**Problem requirements:**
Say how many lines below have "ChunkedReader" in them, giving the number alone.
---------- Material for the task ----------
//! Row-group-at-a-time reading of the two input columns.
//!
//! The file footer is read once when the reader is opened. Every subsequent
//! read decodes a single row group, restricted to the identifier and holes
//! columns, so peak memory is bounded by the largest row group rather than the
//! whole file.

use std::fs::File;
use std::path::Path;

use arrow::compute::concat_batches;
use arrow::datatypes::SchemaRef;
use arrow::record_batch::RecordBatch;
use parquet::arrow::ProjectionMask;
use parquet::arrow::arrow_reader::{ArrowReaderMetadata, ArrowReaderOptions, ParquetRecordBatchReaderBuilder};
use tracing::debug;

use crate::common::{ValidatorConfig, ValidatorError};

pub struct ChunkedReader {
    file: File,
    metadata: ArrowReaderMetadata,
    projection: ProjectionMask,
    /// Schema of the projected batches (the two columns, in file order).
    schema: SchemaRef,
    next_row_group: usize,
}

impl ChunkedReader {
    /// Open the Parquet file at `path`.
    pub fn open(path: impl AsRef<Path>, config: &ValidatorConfig) -> Result<Self, ValidatorError> {
        let file = File::open(path.as_ref())?;
        Self::new(file, config)
    }

    /// Read the footer of an already-open file and resolve the required columns.
    ///
    /// Fails with [`ValidatorError::MissingColumn`] if either configured column
    /// is absent from the file schema.
    pub fn new(file: File, config: &ValidatorConfig) -> Result<Self, ValidatorError> {
        let metadata = ArrowReaderMetadata::load(&file, ArrowReaderOptions::new())?;

        let file_schema = metadata.schema();
        let mut indices = Vec::with_capacity(2);
        for name in [&config.id_column, &config.holes_column] {
            let index = file_schema
                .index_of(name)
                .map_err(|_| ValidatorError::MissingColumn { name: name.clone() })?;
            indices.push(index);
        }
        // Projected batches always come back in file order.
        indices.sort_unstable();
        indices.dedup();

        let projection = ProjectionMask::roots(metadata.parquet_schema(), indices.iter().copied());
        let schema = SchemaRef::new(file_schema.project(&indices)?);

        Ok(Self {
            file,
            metadata,
            projection,
            schema,
            next_row_group: 0,
        })
    }

    pub fn num_row_groups(&self) -> usize {
        self.metadata.metadata().num_row_groups()
    }

    /// Total row count across all row groups, from the footer.
    pub fn num_rows(&self) -> usize {
        self.metadata.metadata().file_metadata().num_rows() as usize
    }

    pub fn schema(&self) -> &SchemaRef {
        &self.schema
    }

    /// Decode row group `index` as a single batch of the projected columns.
    pub fn read_row_group(&self, index: usize) -> Result<RecordBatch, ValidatorError> {
        let group_rows = self.metadata.metadata().row_group(index).num_rows() as usize;

        let reader = ParquetRecordBatchReaderBuilder::new_with_metadata(self.file.try_clone()?, self.metadata.clone())
            .with_row_groups(vec![index])
            .with_projection(self.projection.clone())
            .with_batch_size(group_rows.max(1))
            .build()?;

        let mut batches: Vec<RecordBatch> = reader.collect::<Result<Vec<_>, _>>()?;
        debug!(
            "Row group {index}: {group_rows} rows in {} batch(es)",
            batches.len()
        );

        let batch = match batches.len() {
            0 => RecordBatch::new_empty(self.schema.clone()),
            1 => batches.swap_remove(0),
            _ => concat_batches(&self.schema, &batches)?,
        };
        Ok(batch)
    }
}

/// Yields the row groups in file order.
impl Iterator for ChunkedReader {
    type Item = Result<RecordBatch, ValidatorError>;

    fn next(&mut self) -> Option<Self::Item> {
        if self.next_row_group >= self.num_row_groups() {
            return None;
        }
        let index = self.next_row_group;
        self.next_row_group += 1;
        Some(self.read_row_group(index))
    }

    fn size_hint(&self) -> (usize, Option<usize>) {
        let remaining = self.num_row_groups().saturating_sub(self.next_row_group);
        (remaining, Some(remaining))
    }
}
----------
**Solution to this exercise:**
3